But, Mendes’ soaking- wet, tank-topped showing is destined to be GIFed and Tumbled so much, we will soon forget any context around his “In My Blood” performance. And, a “Walk This Way”-type mashup involving ageing rock stars doesn’t exactly feel like the right vibe for youth-obsessed MTV.
On the other hand, the appearances and wins from women are exactly what the VMAs needed. Even Cardi B’s short pop-up intro intro is something we’ll remember for a long time to come. Years from now, some viewer will ask a loved one, “Hey, remember when we all thought Cardi was going to introduce Baby Kulture at the VMAs… and then it was just a moon person award in a baby blanket? Oh that Cardi sure knows how to play, okurrrr!”
Following the “I Like It” rapper’s blessing, the women-led performances anchored a lengthy show filled with ups and down. In the first memorable one, Queen rapper Nicki Minaj ruled over a five-minute, pre-taped medley culled from her brand new album. It was royal, it was fierce, and, for some inexplicable reason, it was in the World Trade Center-adjacent Oculus building.

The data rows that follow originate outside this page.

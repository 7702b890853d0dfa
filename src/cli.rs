//! Command-line interface definitions
//!
//! Uses clap for argument parsing with derive macros. The device parameters
//! travel in a single `key=value|key=value` argument, split by
//! [`crate::invocation::InvocationArgs`].

use clap::Parser;
use std::path::PathBuf;

/// Audio Switcher - toggle the default playback device between headphones and speakers
#[derive(Parser, Debug)]
#[command(name = "audio-switcher")]
#[command(version)]
#[command(
    about = "Audio Switcher - Toggle the default PipeWire playback device between headphones and speakers"
)]
#[command(after_help = "\
PARAMETERS:
  A single argument of key=value pairs joined by '|':
    switch=1          Toggle once and exit (no indicator)
    headphones=NAME   Display name of the headphones device
    speakers=NAME     Display name of the speakers device

  Names are matched ignoring case and whitespace when toggling.

EXAMPLES:
  audio-switcher 'switch=1|headphones=Headphones|speakers=Speakers (Realtek)'
  audio-switcher 'headphones=Headphones|speakers=Speakers (Realtek)'
  audio-switcher --list-devices

INTERACTIVE MODE:
  Without switch=, the switcher keeps running and shows a notification
  whenever the default device changes.
    kill -USR1 <pid>   Toggle devices
    kill -TERM <pid>   Shut down

PIPEWIRE INTEGRATION:
  Uses pw-dump for JSON queries and pw-metadata for setting the default sink.")]
pub struct Args {
    /// Invocation parameters (key=value pairs joined by '|')
    #[arg(value_name = "PARAMS")]
    pub params: Option<String>,

    /// Keep logs on stderr instead of the log file (interactive mode)
    #[arg(short, long)]
    pub foreground: bool,

    /// Log level: error, warn, info, debug, trace (overrides the config file)
    #[arg(long, value_name = "LEVEL")]
    pub log_level: Option<String>,

    /// Settings file to use instead of the XDG default
    #[arg(long, value_name = "PATH")]
    pub config: Option<PathBuf>,

    /// List active playback devices and exit
    #[arg(long)]
    pub list_devices: bool,

    /// Output the device list as JSON
    #[arg(long, requires = "list_devices")]
    pub json: bool,
}

#[cfg(test)]
mod tests {
    use super::*;
    use clap::CommandFactory;

    #[test]
    fn test_cli_definition_is_valid() {
        Args::command().debug_assert();
    }

    #[test]
    fn test_params_positional() {
        let args = Args::parse_from(["audio-switcher", "switch=1|headphones=A|speakers=B C"]);
        assert_eq!(args.params.as_deref(), Some("switch=1|headphones=A|speakers=B C"));
        assert!(!args.foreground);
    }

    #[test]
    fn test_json_requires_list_devices() {
        assert!(Args::try_parse_from(["audio-switcher", "--json"]).is_err());
        assert!(Args::try_parse_from(["audio-switcher", "--list-devices", "--json"]).is_ok());
    }
}
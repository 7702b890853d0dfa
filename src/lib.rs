//! Audio Switcher
//!
//! Toggles the default `PipeWire` playback device between two configured
//! endpoints ("headphones" and "speakers").
//!
//! # Modes
//! - **Switch**: `switch=1|headphones=...|speakers=...` toggles once and exits.
//! - **Interactive**: a single-threaded event loop runs the startup services on
//!   its first idle notification, then keeps an indicator in sync with the
//!   default device and toggles on request (`SIGUSR1`).
//!
//! Device names are matched ignoring case and whitespace, so fragments may be
//! typed loosely.

pub mod app;
pub mod cli;
pub mod commands;
pub mod config;
pub mod device;
pub mod error;
pub mod event_loop;
pub mod events;
pub mod invocation;
pub mod logging;
pub mod notification;
pub mod pipewire;
pub mod presentation;
pub mod scheduler;
pub mod services;
pub mod startup;
pub mod style;
pub mod toggle;

// Re-export commonly used types for convenience
pub use app::Application;
pub use cli::Args;
pub use config::Config;
pub use invocation::InvocationArgs;
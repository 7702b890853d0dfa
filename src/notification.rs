//! Desktop notifications
//!
//! Renders the indicator through notify-rust using `FreeDesktop` standard icon
//! names. There is no persistent tray surface: each state change is logged and,
//! if enabled, announced with a transient notification.

use color_eyre::eyre::{Context, Result};
use notify_rust::Notification;
use tracing::{info, warn};

use crate::presentation::{Indicator, IndicatorState};

const APP_NAME: &str = "Audio Switcher";

/// Send a desktop notification
///
/// # Errors
/// Returns an error if the notification cannot be sent (e.g., no notification daemon running).
pub fn send_notification(summary: &str, body: &str, icon: Option<&str>) -> Result<()> {
    let icon = icon.unwrap_or("audio-card");

    Notification::new()
        .summary(summary)
        .body(body)
        .appname(APP_NAME)
        .icon(icon)
        .timeout(3000)
        .show()
        .context("Failed to show notification")?;

    Ok(())
}

/// Notification-backed [`Indicator`]
pub struct DesktopIndicator {
    tooltip: String,
    notify: bool,
    visible: bool,
    disposed: bool,
    current: Option<IndicatorState>,
}

impl DesktopIndicator {
    /// `notify` enables a notification on each state change while visible
    #[must_use]
    pub fn new(notify: bool) -> Self {
        Self {
            tooltip: APP_NAME.to_string(),
            notify,
            visible: false,
            disposed: false,
            current: None,
        }
    }

    fn announce(&self, state: IndicatorState) {
        if !self.notify || !self.visible {
            return;
        }
        let body = format!("Output: {}", state.label());
        if let Err(e) = send_notification(&self.tooltip, &body, Some(state.icon_name())) {
            warn!("Could not send indicator notification: {:#}", e);
        }
    }
}

impl Indicator for DesktopIndicator {
    fn set_tooltip(&mut self, text: &str) {
        self.tooltip = text.to_string();
    }

    fn show_state(&mut self, state: IndicatorState) {
        if self.disposed || self.current == Some(state) {
            return;
        }
        info!("Indicator: {}", state.label());
        self.current = Some(state);
        self.announce(state);
    }

    fn set_visible(&mut self, visible: bool) {
        self.visible = visible && !self.disposed;
    }

    fn dispose(&mut self) {
        self.visible = false;
        self.disposed = true;
    }
}
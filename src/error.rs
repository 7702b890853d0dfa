//! Error taxonomy
//!
//! Typed errors for the core. Application-level code wraps these in
//! `color_eyre::eyre::Report` via `?`.
//!
//! "No matching device" is deliberately absent: it is an outcome, see
//! [`crate::toggle::ToggleOutcome`].

use thiserror::Error;

/// Programmer or user errors, surfaced immediately and never recovered
#[derive(Debug, Error, PartialEq, Eq)]
pub enum UsageError {
    #[error("Invocation token '{0}' is not of the form key=value")]
    MissingSeparator(String),
    #[error("Invocation key '{0}' given more than once")]
    DuplicateKey(String),
    #[error("Parameter '{0}' is required to switch devices (e.g. \"switch=1|headphones=...|speakers=...\")")]
    MissingParameter(&'static str),
}

/// The audio subsystem could not enumerate, report or change devices
///
/// Fatal to the current toggle or indicator refresh, never to the process.
#[derive(Debug, Error)]
pub enum DeviceError {
    #[error("PipeWire tool '{tool}' not found or failed to start")]
    Spawn {
        tool: &'static str,
        #[source]
        source: std::io::Error,
    },
    #[error("{tool} failed: {stderr}")]
    ToolFailed { tool: &'static str, stderr: String },
    #[error("Failed to parse pw-dump JSON")]
    Parse(#[from] serde_json::Error),
    #[error("No default playback device found in PipeWire metadata")]
    NoDefault,
    #[error("Missing required PipeWire tools: {0}")]
    MissingTools(String),
    #[error("Device watcher thread could not be started")]
    Watch(#[source] std::io::Error),
}

/// A startup service reported failure; the pipeline stopped at it
#[derive(Debug, Clone, Error, PartialEq, Eq)]
#[error("Startup service '{service}' failed")]
pub struct StartupFailure {
    pub service: String,
}
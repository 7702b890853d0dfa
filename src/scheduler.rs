//! Idle-action scheduler
//!
//! Work that needs a live event loop is queued here and runs when the loop
//! reports idle. Each notification drains a snapshot of the queue; anything
//! scheduled while that snapshot runs waits for the next notification, which
//! is how recurring work re-registers itself.
//!
//! Single-threaded: the scheduler is `!Send` and only ever touched from the
//! loop thread.

use color_eyre::eyre::Result;
use std::cell::RefCell;
use std::collections::VecDeque;
use std::rc::Rc;
use tracing::{error, trace};

/// A deferred zero-argument action
pub type IdleAction = Box<dyn FnOnce() -> Result<()>>;

/// Cloneable handle to the loop's idle run-queue
#[derive(Clone, Default)]
pub struct IdleScheduler {
    queue: Rc<RefCell<VecDeque<IdleAction>>>,
}

impl IdleScheduler {
    #[must_use]
    pub fn new() -> Self {
        Self::default()
    }

    /// Queue `action` to run on the next idle notification
    pub fn schedule_on_next_idle<F>(&self, action: F)
    where
        F: FnOnce() -> Result<()> + 'static,
    {
        self.queue.borrow_mut().push_back(Box::new(action));
    }

    /// Run everything queued before this call, in enqueue order
    ///
    /// The queue is emptied before the first action runs. A failing action is
    /// logged and the rest of the batch still runs. Returns the number of
    /// actions executed.
    pub fn on_idle_notification(&self) -> usize {
        // Borrow ends here, so actions may schedule more work
        let batch = std::mem::take(&mut *self.queue.borrow_mut());
        if batch.is_empty() {
            return 0;
        }

        let count = batch.len();
        trace!("Running {} idle action(s)", count);
        for action in batch {
            if let Err(e) = action() {
                error!("Idle action failed: {:#}", e);
            }
        }
        count
    }

    /// Drop all queued actions without running them
    pub fn discard_pending(&self) -> usize {
        let discarded = std::mem::take(&mut *self.queue.borrow_mut()).len();
        if discarded > 0 {
            trace!("Discarded {} pending idle action(s)", discarded);
        }
        discarded
    }

    #[must_use]
    pub fn pending(&self) -> usize {
        self.queue.borrow().len()
    }
}
//! Application lifetime
//!
//! [`Application`] owns the parsed invocation args and the loop-thread
//! plumbing (idle scheduler, event bus, exit switch). Components are handed
//! what they need at construction; there is no service locator.

use color_eyre::eyre::{Context, Result};
use std::cell::RefCell;
use std::path::{Path, PathBuf};
use std::rc::Rc;
use tracing::{info, warn};

use crate::error::StartupFailure;
use crate::event_loop::{EventLoop, LoopControl};
use crate::events::EventBus;
use crate::invocation::InvocationArgs;
use crate::scheduler::IdleScheduler;
use crate::startup::StartupPipeline;

pub const TITLE: &str = "Audio Switcher";

pub struct Application {
    title: String,
    executable_path: PathBuf,
    args: Rc<InvocationArgs>,
    scheduler: IdleScheduler,
    bus: EventBus,
    control: LoopControl,
    startup_failure: Rc<RefCell<Option<StartupFailure>>>,
}

impl Application {
    /// # Errors
    /// Returns an error if the running executable's path cannot be determined.
    pub fn new(args: InvocationArgs) -> Result<Self> {
        let executable_path =
            std::env::current_exe().context("Could not determine executable path")?;
        Ok(Self::with_executable_path(args, executable_path))
    }

    #[must_use]
    pub fn with_executable_path(args: InvocationArgs, executable_path: PathBuf) -> Self {
        Self {
            title: TITLE.to_string(),
            executable_path,
            args: Rc::new(args),
            scheduler: IdleScheduler::new(),
            bus: EventBus::new(),
            control: LoopControl::default(),
            startup_failure: Rc::new(RefCell::new(None)),
        }
    }

    #[must_use]
    pub fn title(&self) -> &str {
        &self.title
    }

    #[must_use]
    pub fn executable_path(&self) -> &Path {
        &self.executable_path
    }

    #[must_use]
    pub fn args(&self) -> &Rc<InvocationArgs> {
        &self.args
    }

    #[must_use]
    pub fn scheduler(&self) -> &IdleScheduler {
        &self.scheduler
    }

    #[must_use]
    pub fn bus(&self) -> &EventBus {
        &self.bus
    }

    #[must_use]
    pub fn control(&self) -> &LoopControl {
        &self.control
    }

    /// Loop bound to this application's scheduler, bus and exit switch
    #[must_use]
    pub fn event_loop(&self) -> EventLoop {
        EventLoop::new(self.scheduler.clone(), self.bus.clone(), self.control.clone())
    }

    /// Stop the loop and release every listener
    ///
    /// Queued idle actions are discarded, not flushed. Safe to call more than once.
    pub fn shutdown(&self) {
        info!("Shutting down");
        stop_loop(&self.control, &self.scheduler);
        self.bus.clear();
    }

    /// Run `pipeline` on the first idle notification
    ///
    /// Some services need the loop to be live, so nothing runs here. A failing
    /// service shuts the application down.
    pub fn schedule_startup(&self, pipeline: StartupPipeline) {
        let control = self.control.clone();
        let scheduler = self.scheduler.clone();
        let failure_slot = Rc::clone(&self.startup_failure);

        self.scheduler.schedule_on_next_idle(move || {
            if let Err(failure) = pipeline.run() {
                warn!("{}; shutting down", failure);
                *failure_slot.borrow_mut() = Some(failure);
                stop_loop(&control, &scheduler);
            }
            Ok(())
        });
    }

    /// The startup failure that ended the run, if any
    #[must_use]
    pub fn startup_failure(&self) -> Option<StartupFailure> {
        self.startup_failure.borrow().clone()
    }

    /// Run the loop until it is asked to exit, then [`Application::shutdown`]
    ///
    /// # Errors
    /// Returns an error if the loop cannot start, or [`StartupFailure`] if the
    /// startup pipeline aborted.
    pub async fn run_interactive(&self, event_loop: &mut EventLoop) -> Result<()> {
        let result = event_loop.run().await;
        self.shutdown();
        result?;

        if let Some(failure) = self.startup_failure() {
            return Err(failure.into());
        }
        Ok(())
    }
}

fn stop_loop(control: &LoopControl, scheduler: &IdleScheduler) {
    control.exit();
    scheduler.discard_pending();
}

#[cfg(test)]
mod tests {
    use super::*;
    use crate::event_loop::LoopMessage;
    use crate::events::AppEvent;
    use crate::startup::StartupService;
    use pretty_assertions::assert_eq;
    use std::cell::Cell;

    struct Flag {
        name: &'static str,
        ok: bool,
        ran: Rc<Cell<bool>>,
    }

    impl StartupService for Flag {
        fn name(&self) -> &str {
            self.name
        }
        fn startup(&mut self) -> bool {
            self.ran.set(true);
            self.ok
        }
    }

    fn app() -> Application {
        Application::with_executable_path(
            InvocationArgs::parse("headphones=A|speakers=B").unwrap(),
            PathBuf::from("/usr/bin/audio-switcher"),
        )
    }

    #[test]
    fn test_exposes_title_path_and_args() {
        let app = app();
        assert_eq!(app.title(), TITLE);
        assert_eq!(app.executable_path(), Path::new("/usr/bin/audio-switcher"));
        assert_eq!(app.args().headphones(), Some("A"));
    }

    #[test]
    fn test_startup_deferred_until_idle() {
        let app = app();
        let ran = Rc::new(Cell::new(false));
        app.schedule_startup(StartupPipeline::new(vec![(
            0,
            Box::new(Flag {
                name: "only",
                ok: true,
                ran: Rc::clone(&ran),
            }),
        )]));

        assert!(!ran.get());
        let mut event_loop = app.event_loop();
        assert!(event_loop.turn(None));
        assert!(ran.get());
        assert_eq!(app.startup_failure(), None);
    }

    #[test]
    fn test_startup_failure_shuts_down() {
        let app = app();
        let later = Rc::new(Cell::new(false));
        app.schedule_startup(StartupPipeline::new(vec![
            (
                2,
                Box::new(Flag {
                    name: "later",
                    ok: true,
                    ran: Rc::clone(&later),
                }),
            ),
            (
                1,
                Box::new(Flag {
                    name: "broken",
                    ok: false,
                    ran: Rc::new(Cell::new(false)),
                }),
            ),
        ]));
        app.scheduler().schedule_on_next_idle(|| Ok(()));

        let mut event_loop = app.event_loop();
        assert!(!event_loop.turn(None));
        assert!(!later.get());
        assert!(app.control().exit_requested());
        assert_eq!(
            app.startup_failure(),
            Some(StartupFailure {
                service: "broken".to_string()
            })
        );
    }

    #[test]
    fn test_shutdown_discards_pending() {
        let app = app();
        app.scheduler().schedule_on_next_idle(|| Ok(()));
        app.shutdown();
        assert!(app.control().exit_requested());
        assert_eq!(app.scheduler().pending(), 0);
    }

    fn block_on<F: std::future::Future>(future: F) -> F::Output {
        tokio::runtime::Builder::new_current_thread()
            .enable_all()
            .build()
            .unwrap()
            .block_on(future)
    }

    #[test]
    fn test_shutdown_releases_listeners() {
        let app = app();
        app.bus().subscribe(AppEvent::DefaultDeviceChanged, |_| {});
        app.shutdown();
        assert_eq!(app.bus().listener_count(AppEvent::DefaultDeviceChanged), 0);
    }

    #[test]
    fn test_loop_exit_goes_through_shutdown() {
        let app = app();
        let mut event_loop = app.event_loop();
        app.bus().subscribe(AppEvent::ToggleRequested, |_| {});

        let tx = event_loop.sender();
        let scheduler = app.scheduler().clone();
        app.scheduler().schedule_on_next_idle(move || {
            scheduler.schedule_on_next_idle(|| Ok(()));
            tx.send(LoopMessage::Exit).unwrap();
            Ok(())
        });

        block_on(app.run_interactive(&mut event_loop)).unwrap();

        assert!(app.control().exit_requested());
        assert_eq!(app.scheduler().pending(), 0);
        assert_eq!(app.bus().listener_count(AppEvent::ToggleRequested), 0);
    }

    #[test]
    fn test_run_interactive_reports_startup_failure() {
        let app = app();
        let mut event_loop = app.event_loop();
        app.schedule_startup(StartupPipeline::new(vec![(
            0,
            Box::new(Flag {
                name: "broken",
                ok: false,
                ran: Rc::new(Cell::new(false)),
            }),
        )]));

        let err = block_on(app.run_interactive(&mut event_loop)).unwrap_err();
        assert_eq!(
            err.downcast_ref::<StartupFailure>(),
            Some(&StartupFailure {
                service: "broken".to_string()
            })
        );
    }
}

A few minutes later, Video Vanguard award winner Jennifer Lopez took the stage live for her own medley, which celebrated her lifetime achievement honour. The performance was exhilarating. While it was impossible to take your eyes off of J.Lo's golden tour de force, the Latinx multi-hyphenate’s acceptance speech touched on the reason she is so special: she creates paths for women like herself where there were none before.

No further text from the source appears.